Before the 2007 game, cities other than Jacksonville (site of the 2007 ACC Championship Game) presented their plans to be the site of the 2008 ACC Championship Game. After poor attendance in the ACC Championship Game at Jacksonville for the second straight year, ACC officials and representatives of the conference's member schools elected not to extend the Gator Bowl Association's contract to manage and host the game for another year. On December 12, less than two weeks after Jacksonville had hosted the 2007 ACC Championship Game, the ACC announced that Tampa, Florida would host the game in 2008 and 2009 and Charlotte, North Carolina would host the game in 2010 and 2011.

The cities were chosen based on bids presented to the ACC and its member schools. Each city requested and was granted a two-year contract. Tampa was chosen as the site of the 2008 game because Charlotte was scheduled to hold the annual convention of the Association for Career and Technical Education at the same time as the game, and adequate hotel space would not be ready in time for the two events. As a result, Charlotte's two-year span of hosting the game was pushed back to 2010.

=== Team selection ===

Before the beginning of the 2009 college football season, the annual poll by media members who cover ACC football predicted Virginia Tech to win the Coastal Division and Florida State to win the Atlantic Division. Virginia Tech received 78 of a possible 87 first-place votes in its division, while Florida State received 56 in the other division. In regards to predicting the championship game's outcome, 69 of the 87 voters chose Virginia Tech to win. Georgia Tech and Clemson were predicted to finish second in the Coastal and Atlantic divisions, respectively.

==== Georgia Tech ====

The Georgia Tech Yellow Jackets entered the 2009 season after a 2008 campaign that saw them finish 9–4, including a season-ending 38–3 loss to the LSU Tigers in the 2008 Chick-fil-A Bowl. Georgia Tech head coach Paul Johnson, entering his second season as head of the Yellow Jackets, had high hopes that Georgia Tech would be able to improve upon its 2008 performance. Others agreed with Johnson's assumption, as the Yellow Jackets were ranked No. 15 in the preseason Associated Press and USA Today coaches' polls.

In Georgia Tech's first game, the Yellow Jackets defeated lightly regarded Jacksonville State, 37–17. Five days later, in Tech's first competitive game of the season, the Yellow Jackets narrowly defeated Clemson, 30–27, on the basis of a fake field goal for a touchdown and a late field goal. One week after the Clemson win, Tech—by then raised to No. 14 in the national polls—suffered its first loss of the season, to No. 20 Miami.

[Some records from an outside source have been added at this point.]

//! Per-recipient mailboxes backing the signaling relay.
//!
//! A mailbox is an append-only queue of encoded signaling messages.
//! `drain` hands back everything queued so far and empties the box, so a
//! message is delivered at most once.

use std::path::{Path, PathBuf};
use std::sync::atomic::{AtomicU64, Ordering};
use std::time::{SystemTime, UNIX_EPOCH};

use dashmap::DashMap;
use tracing::{debug, warn};

use crate::error::RelayError;

pub trait MailboxStore: Send + Sync {
    fn append(&self, recipient: &str, entry: String) -> Result<(), RelayError>;

    /// Remove and return all queued entries in append order.
    fn drain(&self, recipient: &str) -> Result<Vec<String>, RelayError>;
}

#[derive(Default)]
pub struct MemoryMailboxStore {
    boxes: DashMap<String, Vec<String>>,
}

impl MemoryMailboxStore {
    pub fn new() -> Self {
        Self::default()
    }

    pub fn pending(&self, recipient: &str) -> usize {
        self.boxes.get(recipient).map_or(0, |b| b.len())
    }
}

impl MailboxStore for MemoryMailboxStore {
    fn append(&self, recipient: &str, entry: String) -> Result<(), RelayError> {
        self.boxes
            .entry(recipient.to_string())
            .or_default()
            .push(entry);
        Ok(())
    }

    fn drain(&self, recipient: &str) -> Result<Vec<String>, RelayError> {
        Ok(self
            .boxes
            .remove(recipient)
            .map(|(_, entries)| entries)
            .unwrap_or_default())
    }
}

/// Mailboxes as directories, one file per message.
///
/// Lets two `vouch` processes on one machine signal each other through a
/// shared directory. File names sort in append order; drained files are
/// claimed by renaming before they are read, so concurrent drainers never
/// deliver the same message twice.
pub struct DirMailboxStore {
    root: PathBuf,
    /// Last name prefix handed out; prefixes only move forward.
    last_stamp: AtomicU64,
}

const ENTRY_EXT: &str = "json";

impl DirMailboxStore {
    pub fn new(root: impl Into<PathBuf>) -> Self {
        Self {
            root: root.into(),
            last_stamp: AtomicU64::new(0),
        }
    }

    pub fn root(&self) -> &Path {
        &self.root
    }

    /// User ids are opaque, so directory names are hex-encoded.
    fn mailbox_dir(&self, recipient: &str) -> PathBuf {
        let name: String = recipient.bytes().map(|b| format!("{b:02x}")).collect();
        self.root.join(format!("u-{name}"))
    }

    /// Wall-clock nanoseconds, bumped past the previous stamp so a clock
    /// step backwards cannot reorder this sender's entries.
    fn next_stamp(&self) -> u64 {
        let now = SystemTime::now()
            .duration_since(UNIX_EPOCH)
            .map(|d| d.as_nanos() as u64)
            .unwrap_or_default();
        let prev = self
            .last_stamp
            .fetch_update(Ordering::AcqRel, Ordering::Acquire, |last| {
                Some(now.max(last + 1))
            })
            .unwrap_or_else(|last| last);
        now.max(prev + 1)
    }

    fn entry_name(&self) -> String {
        format!(
            "{:020}-{}.{ENTRY_EXT}",
            self.next_stamp(),
            uuid::Uuid::new_v4().simple()
        )
    }
}

fn unavailable(what: &str, path: &Path, e: std::io::Error) -> RelayError {
    RelayError::StorageUnavailable(format!("failed to {what} {}: {e}", path.display()))
}

impl MailboxStore for DirMailboxStore {
    fn append(&self, recipient: &str, entry: String) -> Result<(), RelayError> {
        let dir = self.mailbox_dir(recipient);
        std::fs::create_dir_all(&dir).map_err(|e| unavailable("create", &dir, e))?;

        let name = self.entry_name();
        let tmp_path = dir.join(format!(".{name}.tmp"));
        std::fs::write(&tmp_path, entry).map_err(|e| unavailable("write", &tmp_path, e))?;
        let path = dir.join(&name);
        std::fs::rename(&tmp_path, &path).map_err(|e| unavailable("rename", &tmp_path, e))?;
        debug!(recipient, entry = %name, "mailbox entry written");
        Ok(())
    }

    fn drain(&self, recipient: &str) -> Result<Vec<String>, RelayError> {
        let dir = self.mailbox_dir(recipient);
        let listing = match std::fs::read_dir(&dir) {
            Ok(listing) => listing,
            Err(e) if e.kind() == std::io::ErrorKind::NotFound => return Ok(Vec::new()),
            Err(e) => return Err(unavailable("list", &dir, e)),
        };

        let mut names: Vec<String> = listing
            .filter_map(|entry| entry.ok())
            .filter_map(|entry| entry.file_name().into_string().ok())
            .filter(|name| !name.starts_with('.') && name.ends_with(ENTRY_EXT))
            .collect();
        names.sort();

        let mut entries = Vec::with_capacity(names.len());
        for name in names {
            let path = dir.join(&name);
            let claimed = dir.join(format!(".{name}.claimed"));
            if std::fs::rename(&path, &claimed).is_err() {
                // Claimed by another drainer.
                continue;
            }
            match std::fs::read_to_string(&claimed) {
                Ok(entry) => entries.push(entry),
                Err(e) => warn!(recipient, entry = %name, "unreadable mailbox entry dropped: {}", e),
            }
            if let Err(e) = std::fs::remove_file(&claimed) {
                warn!(path = %claimed.display(), "failed to remove drained entry: {}", e);
            }
        }
        Ok(entries)
    }
}

#[cfg(test)]
mod tests {
    use super::*;

    #[test]
    fn memory_drain_returns_fifo_and_empties() {
        let store = MemoryMailboxStore::new();
        store.append("bob", "1".into()).unwrap();
        store.append("bob", "2".into()).unwrap();
        store.append("carol", "x".into()).unwrap();
        assert_eq!(store.pending("bob"), 2);

        assert_eq!(store.drain("bob").unwrap(), vec!["1", "2"]);
        assert!(store.drain("bob").unwrap().is_empty());
        assert_eq!(store.pending("carol"), 1);
    }

    #[test]
    fn dir_drain_returns_fifo_and_empties() {
        let dir = tempfile::tempdir().unwrap();
        let store = DirMailboxStore::new(dir.path());
        for i in 0..5 {
            store.append("bob", format!("msg-{i}")).unwrap();
        }
        store.append("carol", "other".into()).unwrap();

        let drained = store.drain("bob").unwrap();
        assert_eq!(drained, vec!["msg-0", "msg-1", "msg-2", "msg-3", "msg-4"]);
        assert!(store.drain("bob").unwrap().is_empty());
        assert_eq!(store.drain("carol").unwrap(), vec!["other"]);
    }

    #[test]
    fn dir_order_survives_clock_going_backwards() {
        let dir = tempfile::tempdir().unwrap();
        let store = DirMailboxStore::new(dir.path());
        store.append("bob", "before".into()).unwrap();

        // Pretend the last entry was stamped far in the future.
        let ahead = store.last_stamp.load(Ordering::Acquire) + 3_600_000_000_000;
        store.last_stamp.store(ahead, Ordering::Release);
        store.append("bob", "first".into()).unwrap();
        store.append("bob", "second".into()).unwrap();

        assert_eq!(store.drain("bob").unwrap(), vec!["before", "first", "second"]);
        assert!(store.last_stamp.load(Ordering::Acquire) > ahead);
    }

    #[test]
    fn dir_missing_mailbox_is_empty() {
        let dir = tempfile::tempdir().unwrap();
        let store = DirMailboxStore::new(dir.path().join("not-created"));
        assert!(store.drain("bob").unwrap().is_empty());
    }

    #[test]
    fn dir_store_is_shared_between_instances() {
        let dir = tempfile::tempdir().unwrap();
        DirMailboxStore::new(dir.path())
            .append("bob", "hello".into())
            .unwrap();
        let other = DirMailboxStore::new(dir.path());
        assert_eq!(other.drain("bob").unwrap(), vec!["hello"]);
    }

    #[test]
    fn dir_names_are_safe_for_odd_ids() {
        let dir = tempfile::tempdir().unwrap();
        let store = DirMailboxStore::new(dir.path());
        store.append("../escape", "x".into()).unwrap();
        let mailbox = store.mailbox_dir("../escape");
        assert!(mailbox.starts_with(dir.path()));
        assert_eq!(store.drain("../escape").unwrap(), vec!["x"]);
    }

    #[test]
    fn dir_ignores_leftover_temp_files() {
        let dir = tempfile::tempdir().unwrap();
        let store = DirMailboxStore::new(dir.path());
        store.append("bob", "real".into()).unwrap();
        std::fs::write(store.mailbox_dir("bob").join(".partial.json.tmp"), "half").unwrap();
        assert_eq!(store.drain("bob").unwrap(), vec!["real"]);
    }
}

That loss turned out to be Georgia Tech's last to a conference opponent during the 2009 regular season. Nine days after the Miami loss, Georgia Tech defeated No. 22 North Carolina, then followed that with a win over Southeastern Conference foe Mississippi State. Wins over Florida State and No. 4 Virginia Tech followed in subsequent weeks. The latter victory was the Yellow Jackets' first win over a top-five team since 1962 and gave Georgia Tech a lead in the divisional standings. Following the Virginia Tech win, Georgia Tech defeated Virginia, Vanderbilt, Wake Forest (in overtime) and Duke. The Duke victory raised Georgia Tech to 10 wins, the school's first time at that mark since 1990, and the Yellow Jackets were ranked No. 7, their highest position in the national polls since that year. But following the Duke game, the Yellow Jackets faced Georgia in the rivalry known as Clean, Old-Fashioned Hate. During that game, the unranked Georgia Bulldogs upset Tech, 30–24. Though Georgia Tech had clinched its ACC Championship Game slot with the win over Duke, the loss was nevertheless a "huge letdown" for the team.

==== Clemson ====

The Clemson Tigers began the 2009 season after finishing 7–6 in 2008, including a season-ending loss in the 2009 Gator Bowl to Nebraska. Heading into 2010, Clemson returned many of its 2009 players, but faced questions about whether those players would perform better with another year of experience. Also under question was head coach Dabo Swinney, who was beginning his first full season as head coach of the Tigers after assuming control in the seventh game of 2008. Clemson attempted to answer some of the questions about the team's potential in the first game of the season, a 37–14 win against Middle Tennessee State.

Clemson lost its first real test, a conference game at 15th-ranked Georgia Tech, but recovered to win the following week against Boston College. The Boston College win was Clemson's last for almost a month, however, as Clemson lost to nonconference opponent Texas Christian on September 26, then was defeated by ACC divisional foe Maryland.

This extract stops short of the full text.